Les asperges servies ce jour-là venaient du Domaine d’Uza, dans les Landes, une exploitation bio qui appartient à la même famille que le Château de Fargues. Une vraie histoire de famille, donc, mais aussi une occasion de prouver qu’un légume souvent considéré comme difficile à marier avec le vin peut, avec un peu d’audace, révéler des accords surprenants.
Pour ce déjeuner, plusieurs plats ont été imaginés autour des asperges blanches d’Uza, chacun accompagné d’un millésime différent du Château de Fargues. Le premier plat, un enrubanné de rhubarbe signé Alain Passard, chef triplement étoilé et adepte de la mise en valeur des légumes, était accompagné du Château de Fargues 2018. Ce millésime, encore jeune, apportait des notes d’agrumes et de fruits confits qui faisaient écho à l’acidité douce et végétale de la rhubarbe. « Le Sauternes n'est pas forcément un vin de dessert. Pour ma part, je l'apprécie en entrée. Cela fonctionne aussi bien avec du crabe, du homard, du boudin, ou même des huîtres », explique Philippe de Lur Saluces, propriétaire du château avec sa femme Charlotte. Le deuxième service, une assiette d’asperges blanches d’Uza et de gambas, était associé au Château de Fargues 2008. « À Fargues, il faut six pieds de vigne pour faire une bouteille. L'assemblage se fait déjà au moment de la cueillette, grain par grain. C'est un travail de précision », insiste Philippe. Ce vin, plus évolué, jouait sur ses arômes miellés et sa texture ample pour accompagner la finesse des asperges tout en sublimant les saveurs marines des gambas.
Enfin, le dessert, un mélange de copeaux d’asperges blanches d’Uza, miso noisette et yaourt d’asperge imaginé par le chef Benjamin Toursel, trouvait son équilibre avec le Château de Fargues 1998. Ce millésime, marqué par ses notes de fruits secs et d’épices douces, ajoutait une profondeur aromatique qui complétait parfaitement le miso noisette et la touche acidulée du lait de poule infusé aux fruits de la passion. Le réflexe qui mène à l’échec serait de dire : « Je sens de l’ananas dans le vin, donc je vais faire une recette de dessert à l’ananas. Mais les chefs ont changé parce qu’ils se sont rendu compte que sucre et sucre, ça ne marche pas ». Il faut donc du contraste pour réaliser le meilleur accord mets/vins, y compris avec du salé ! « On a besoin de recettes qui créent le déséquilibre. Mais on peut faire des recettes qui ne sont pas sur-travaillées. Si l’on diffuse l’idée qu’il faut des plats élaborés, alors ce n’est pas la vraie vie », conclut Philippe.
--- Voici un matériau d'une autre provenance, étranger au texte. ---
//! Path and method resolution.
//!
//! # Routes
//! - `GET /scientists/{scientist_id}`
//! - `DELETE /scientists/{scientist_id}/experiments/{experiment_id}`
//!   (HTML forms send `POST` with `_method=delete`)
//!
//! Ids that are not UUIDs resolve to `NotFound`, same as unknown records.

use crate::http::{Method, Request};
use labtrack_core::{ExperimentId, ScientistId};
use uuid::Uuid;

/// Form field that carries the method override for HTML forms.
pub const METHOD_OVERRIDE_FIELD: &str = "_method";

/// Matched application route.
#[derive(Debug, Clone, Copy, PartialEq, Eq)]
pub enum Route {
    ScientistShow {
        scientist_id: ScientistId,
    },
    ScientistExperimentDestroy {
        scientist_id: ScientistId,
        experiment_id: ExperimentId,
    },
}

/// Outcome of resolving one request.
#[derive(Debug, Clone, Copy, PartialEq, Eq)]
pub enum Resolution {
    Matched(Route),
    /// Path is known but the method is not; `allow` lists accepted methods.
    MethodNotAllowed { allow: &'static str },
    NotFound,
}

/// Path of the scientist show page.
pub fn scientist_path(scientist_id: ScientistId) -> String {
    format!("/scientists/{scientist_id}")
}

/// Path of one scientist/experiment link.
pub fn scientist_experiment_path(
    scientist_id: ScientistId,
    experiment_id: ExperimentId,
) -> String {
    format!("/scientists/{scientist_id}/experiments/{experiment_id}")
}

/// Resolves a request to a route, honoring the `_method` form override.
pub fn resolve(request: &Request) -> Resolution {
    let method = effective_method(request);
    let path = request.path().trim_end_matches('/');
    let segments: Vec<&str> = path.split('/').skip(1).collect();

    match segments.as_slice() {
        ["scientists", scientist_id] => {
            if !matches!(method, Method::Get | Method::Head) {
                return Resolution::MethodNotAllowed { allow: "GET, HEAD" };
            }
            match parse_id(scientist_id) {
                Some(scientist_id) => Resolution::Matched(Route::ScientistShow { scientist_id }),
                None => Resolution::NotFound,
            }
        }
        ["scientists", scientist_id, "experiments", experiment_id] => {
            if method != Method::Delete {
                return Resolution::MethodNotAllowed { allow: "DELETE" };
            }
            match (parse_id(scientist_id), parse_id(experiment_id)) {
                (Some(scientist_id), Some(experiment_id)) => {
                    Resolution::Matched(Route::ScientistExperimentDestroy {
                        scientist_id,
                        experiment_id,
                    })
                }
                _ => Resolution::NotFound,
            }
        }
        _ => Resolution::NotFound,
    }
}

fn effective_method(request: &Request) -> Method {
    if request.method != Method::Post {
        return request.method;
    }
    match request.form_value(METHOD_OVERRIDE_FIELD) {
        Some(value) if value.eq_ignore_ascii_case("delete") => Method::Delete,
        _ => Method::Post,
    }
}

fn parse_id(segment: &str) -> Option<Uuid> {
    Uuid::parse_str(segment).ok().filter(|id| !id.is_nil())
}

#[cfg(test)]
mod tests {
    use super::{resolve, scientist_experiment_path, scientist_path, Resolution, Route};
    use crate::http::{Method, Request};
    use uuid::Uuid;

    #[test]
    fn resolves_show_with_and_without_trailing_slash() {
        let id = Uuid::new_v4();
        let expected = Resolution::Matched(Route::ScientistShow { scientist_id: id });

        assert_eq!(resolve(&Request::get(scientist_path(id))), expected);
        assert_eq!(resolve(&Request::get(format!("/scientists/{id}/"))), expected);
        assert_eq!(resolve(&Request::get(format!("/scientists/{id}?x=1"))), expected);
    }

    #[test]
    fn post_with_override_resolves_destroy() {
        let scientist_id = Uuid::new_v4();
        let experiment_id = Uuid::new_v4();
        let path = scientist_experiment_path(scientist_id, experiment_id);

        let expected = Resolution::Matched(Route::ScientistExperimentDestroy {
            scientist_id,
            experiment_id,
        });
        assert_eq!(resolve(&Request::post_form(path.as_str(), "_method=delete")), expected);
        assert_eq!(resolve(&Request::new(Method::Delete, path.as_str(), "")), expected);
        assert_eq!(
            resolve(&Request::post_form(path.as_str(), "")),
            Resolution::MethodNotAllowed { allow: "DELETE" }
        );
    }

    #[test]
    fn unknown_paths_and_malformed_ids_are_not_found() {
        assert_eq!(resolve(&Request::get("/")), Resolution::NotFound);
        assert_eq!(resolve(&Request::get("/labs")), Resolution::NotFound);
        assert_eq!(resolve(&Request::get("/scientists/42")), Resolution::NotFound);
        assert_eq!(
            resolve(&Request::get(format!("/scientists/{}", Uuid::nil()))),
            Resolution::NotFound
        );
    }

    #[test]
    fn show_rejects_writes() {
        let request = Request::post_form(scientist_path(Uuid::new_v4()), "");
        assert_eq!(
            resolve(&request),
            Resolution::MethodNotAllowed { allow: "GET, HEAD" }
        );
    }
}
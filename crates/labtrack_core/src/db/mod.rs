//! SQLite storage for labs, scientists, experiments and their links.
//!
//! Every connection handed out by [`open_db`] or [`open_db_in_memory`] has
//! foreign keys on and the schema at [`migrations::latest_version`]; a
//! scientist can never outlive its lab.

use std::error::Error;
use std::fmt::{Display, Formatter};

pub mod migrations;
mod open;

pub use open::{open_db, open_db_in_memory};

pub type DbResult<T> = Result<T, DbError>;

/// Connection bootstrap and migration failures.
#[derive(Debug)]
pub enum DbError {
    Sqlite(rusqlite::Error),
    /// A schema step failed; the database stays at `version - 1`.
    Migration {
        version: u32,
        name: &'static str,
        source: rusqlite::Error,
    },
    /// The file was migrated by a newer binary.
    UnsupportedSchemaVersion {
        db_version: u32,
        latest_supported: u32,
    },
}

impl Display for DbError {
    fn fmt(&self, f: &mut Formatter<'_>) -> std::fmt::Result {
        match self {
            Self::Sqlite(err) => write!(f, "{err}"),
            Self::Migration {
                version,
                name,
                source,
            } => write!(f, "migration {version} ({name}) failed: {source}"),
            Self::UnsupportedSchemaVersion {
                db_version,
                latest_supported,
            } => write!(
                f,
                "database schema version {db_version} is newer than supported {latest_supported}"
            ),
        }
    }
}

impl Error for DbError {
    fn source(&self) -> Option<&(dyn Error + 'static)> {
        match self {
            Self::Sqlite(err) | Self::Migration { source: err, .. } => Some(err),
            Self::UnsupportedSchemaVersion { .. } => None,
        }
    }
}

impl From<rusqlite::Error> for DbError {
    fn from(value: rusqlite::Error) -> Self {
        Self::Sqlite(value)
    }
}
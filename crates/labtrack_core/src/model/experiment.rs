//! Experiment record.
//!
//! Experiments exist independently of scientists: removing every link to an
//! experiment leaves the record itself in place.

use super::{ensure_id, ensure_present, ValidationError};
use serde::{Deserialize, Serialize};
use uuid::Uuid;

/// Stable experiment identifier.
pub type ExperimentId = Uuid;

/// Research project, shareable across scientists.
#[derive(Debug, Clone, PartialEq, Eq, Serialize, Deserialize)]
pub struct Experiment {
    pub id: ExperimentId,
    pub name: String,
    pub objective: String,
    /// Planned duration in months.
    pub num_months: u32,
}

impl Experiment {
    /// Creates an experiment with a generated id.
    pub fn new(name: impl Into<String>, objective: impl Into<String>, num_months: u32) -> Self {
        Self {
            id: Uuid::new_v4(),
            name: name.into(),
            objective: objective.into(),
            num_months,
        }
    }

    /// Checks write-time invariants.
    pub fn validate(&self) -> Result<(), ValidationError> {
        ensure_id(self.id)?;
        ensure_present(&self.name, "name")
    }
}
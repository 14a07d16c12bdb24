//! Layered configuration for the `labtrack` binary.
//!
//! Sources, highest priority first:
//! 1. Command-line flags (applied by the caller after loading)
//! 2. Environment variables (`LABTRACK_*`, `__` separates sections)
//! 3. TOML file (`--config <path>`, else `./labtrack.toml` when present)
//! 4. Built-in defaults
//!
//! `LABTRACK_SERVER__BIND=0.0.0.0:8080` maps to `server.bind`.

use figment::providers::{Env, Format, Serialized, Toml};
use figment::Figment;
use labtrack_core::default_log_level;
use serde::{Deserialize, Serialize};
use std::error::Error;
use std::fmt::{Display, Formatter};
use std::path::{Path, PathBuf};

pub const DEFAULT_CONFIG_FILE: &str = "labtrack.toml";
const ENV_PREFIX: &str = "LABTRACK_";

/// Configuration loading failures.
#[derive(Debug)]
pub enum ConfigError {
    /// Figment extraction or merge error.
    Figment(figment::Error),
    /// A configuration value is unusable.
    InvalidValue { field: &'static str, reason: String },
}

impl Display for ConfigError {
    fn fmt(&self, f: &mut Formatter<'_>) -> std::fmt::Result {
        match self {
            Self::Figment(err) => write!(f, "configuration error: {err}"),
            Self::InvalidValue { field, reason } => {
                write!(f, "invalid configuration value for `{field}`: {reason}")
            }
        }
    }
}

impl Error for ConfigError {
    fn source(&self) -> Option<&(dyn Error + 'static)> {
        match self {
            Self::Figment(err) => Some(err),
            Self::InvalidValue { .. } => None,
        }
    }
}

impl From<figment::Error> for ConfigError {
    fn from(value: figment::Error) -> Self {
        Self::Figment(value)
    }
}

#[derive(Debug, Clone, PartialEq, Eq, Deserialize, Serialize)]
pub struct ServerConfig {
    /// Listen address, `host:port`.
    pub bind: String,
}

impl Default for ServerConfig {
    fn default() -> Self {
        Self {
            bind: "127.0.0.1:3000".to_string(),
        }
    }
}

#[derive(Debug, Clone, PartialEq, Eq, Deserialize, Serialize)]
pub struct DatabaseConfig {
    /// SQLite file; created and migrated on first open.
    pub path: PathBuf,
}

impl Default for DatabaseConfig {
    fn default() -> Self {
        Self {
            path: PathBuf::from("labtrack.sqlite3"),
        }
    }
}

#[derive(Debug, Clone, PartialEq, Eq, Deserialize, Serialize)]
pub struct LoggingConfig {
    /// `trace|debug|info|warn|error`.
    pub level: String,
    /// Rolling log directory; relative paths resolve against the working
    /// directory. Defaults to `./log`.
    #[serde(default)]
    pub dir: Option<PathBuf>,
}

impl Default for LoggingConfig {
    fn default() -> Self {
        Self {
            level: default_log_level().to_string(),
            dir: None,
        }
    }
}

#[derive(Debug, Clone, Default, PartialEq, Eq, Deserialize, Serialize)]
pub struct AppConfig {
    #[serde(default)]
    pub server: ServerConfig,
    #[serde(default)]
    pub database: DatabaseConfig,
    #[serde(default)]
    pub logging: LoggingConfig,
}

impl AppConfig {
    /// Loads configuration from defaults, file and environment.
    ///
    /// # Errors
    /// - `InvalidValue` when an explicit `config_file` does not exist.
    /// - `Figment` when a source cannot be parsed into [`AppConfig`].
    pub fn load(config_file: Option<&Path>) -> Result<Self, ConfigError> {
        if let Some(path) = config_file {
            if !path.is_file() {
                return Err(ConfigError::InvalidValue {
                    field: "config",
                    reason: format!("file `{}` does not exist", path.display()),
                });
            }
        }
        Ok(Self::figment(config_file).extract()?)
    }

    /// Builds the provider chain without extracting it.
    pub fn figment(config_file: Option<&Path>) -> Figment {
        let mut figment = Figment::from(Serialized::defaults(Self::default()));

        let file = config_file.map_or_else(|| PathBuf::from(DEFAULT_CONFIG_FILE), Path::to_path_buf);
        if file.exists() {
            figment = figment.merge(Toml::file(file));
        }

        figment.merge(Env::prefixed(ENV_PREFIX).split("__"))
    }

    /// Absolute log directory derived from `logging.dir`.
    pub fn resolved_log_dir(&self) -> Result<PathBuf, ConfigError> {
        let dir = self
            .logging
            .dir
            .clone()
            .unwrap_or_else(|| PathBuf::from("log"));
        if dir.is_absolute() {
            return Ok(dir);
        }

        let cwd = std::env::current_dir().map_err(|err| ConfigError::InvalidValue {
            field: "logging.dir",
            reason: format!("cannot resolve relative path: {err}"),
        })?;
        Ok(cwd.join(dir))
    }
}

#[cfg(test)]
mod tests {
    use super::{AppConfig, ConfigError, DEFAULT_CONFIG_FILE};
    use figment::Jail;
    use std::path::{Path, PathBuf};

    #[test]
    fn defaults_are_correct() {
        let config = AppConfig::default();
        assert_eq!(config.server.bind, "127.0.0.1:3000");
        assert_eq!(config.database.path, PathBuf::from("labtrack.sqlite3"));
        assert!(config.logging.dir.is_none());
    }

    #[test]
    fn file_then_env_override_defaults() {
        Jail::expect_with(|jail| {
            jail.create_file(
                DEFAULT_CONFIG_FILE,
                r#"
                [server]
                bind = "0.0.0.0:8080"

                [database]
                path = "/var/lib/labtrack/data.sqlite3"
                "#,
            )?;
            jail.set_env("LABTRACK_SERVER__BIND", "127.0.0.1:9999");
            jail.set_env("LABTRACK_LOGGING__LEVEL", "warn");

            let config: AppConfig = AppConfig::figment(None).extract()?;
            assert_eq!(config.server.bind, "127.0.0.1:9999");
            assert_eq!(
                config.database.path,
                PathBuf::from("/var/lib/labtrack/data.sqlite3")
            );
            assert_eq!(config.logging.level, "warn");
            Ok(())
        });
    }

    #[test]
    fn explicit_config_file_is_used() {
        Jail::expect_with(|jail| {
            jail.create_file("custom.toml", "[logging]\ndir = \"/tmp/labtrack-logs\"\n")?;

            let config: AppConfig = AppConfig::figment(Some(Path::new("custom.toml"))).extract()?;
            assert_eq!(config.logging.dir, Some(PathBuf::from("/tmp/labtrack-logs")));
            assert_eq!(config.server.bind, "127.0.0.1:3000");
            Ok(())
        });
    }

    #[test]
    fn missing_explicit_config_file_is_rejected() {
        let err = AppConfig::load(Some(Path::new("/definitely/not/here.toml"))).unwrap_err();
        assert!(matches!(err, ConfigError::InvalidValue { field: "config", .. }));
    }

    #[test]
    fn relative_log_dir_resolves_to_absolute() {
        let config = AppConfig::default();
        let dir = config.resolved_log_dir().expect("cwd should resolve");
        assert!(dir.is_absolute());
        assert!(dir.ends_with("log"));
    }
}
Quand on pense au Sauternes, on imagine immédiatement les fêtes de fin d’année, un verre d’or liquoreux à la main, accompagné d’un foie gras ou même d’une bûche pâtissière. Mais cette expérience au Château de Fargues vient démontrer que ces vins méritent de quitter leur statut d’invités spéciaux pour devenir des partenaires à part entière de la table, et ce, dès les premières assiettes. Si l’idée d’accorder l’asperge et le Sauternes peut étonner, cette expérience montre qu’avec un peu de créativité, les alliances les plus inattendues peuvent fonctionner. Ici, tout était dans la recherche d’équilibre : jouer sur les textures, les saveurs et la douceur naturelle des asperges pour créer une conversation avec les vins. En somme, de quoi sublimer littéralement tout un repas tant ces vins ont une sucrosité finement intégrée qui se marrie facilement à de nombreux mets. Ce déjeuner était bien plus qu’une simple démonstration gastronomique. C’était une façon de valoriser deux terroirs qui se répondent, entre les Landes et le Sauternais, tout en montrant qu’un vin comme le Château de Fargues peut s’inviter à table bien au-delà des desserts.
Alors, asperge et Sauternes, une drôle d’idée ? Peut-être, mais une idée qui mérite d’être explorée.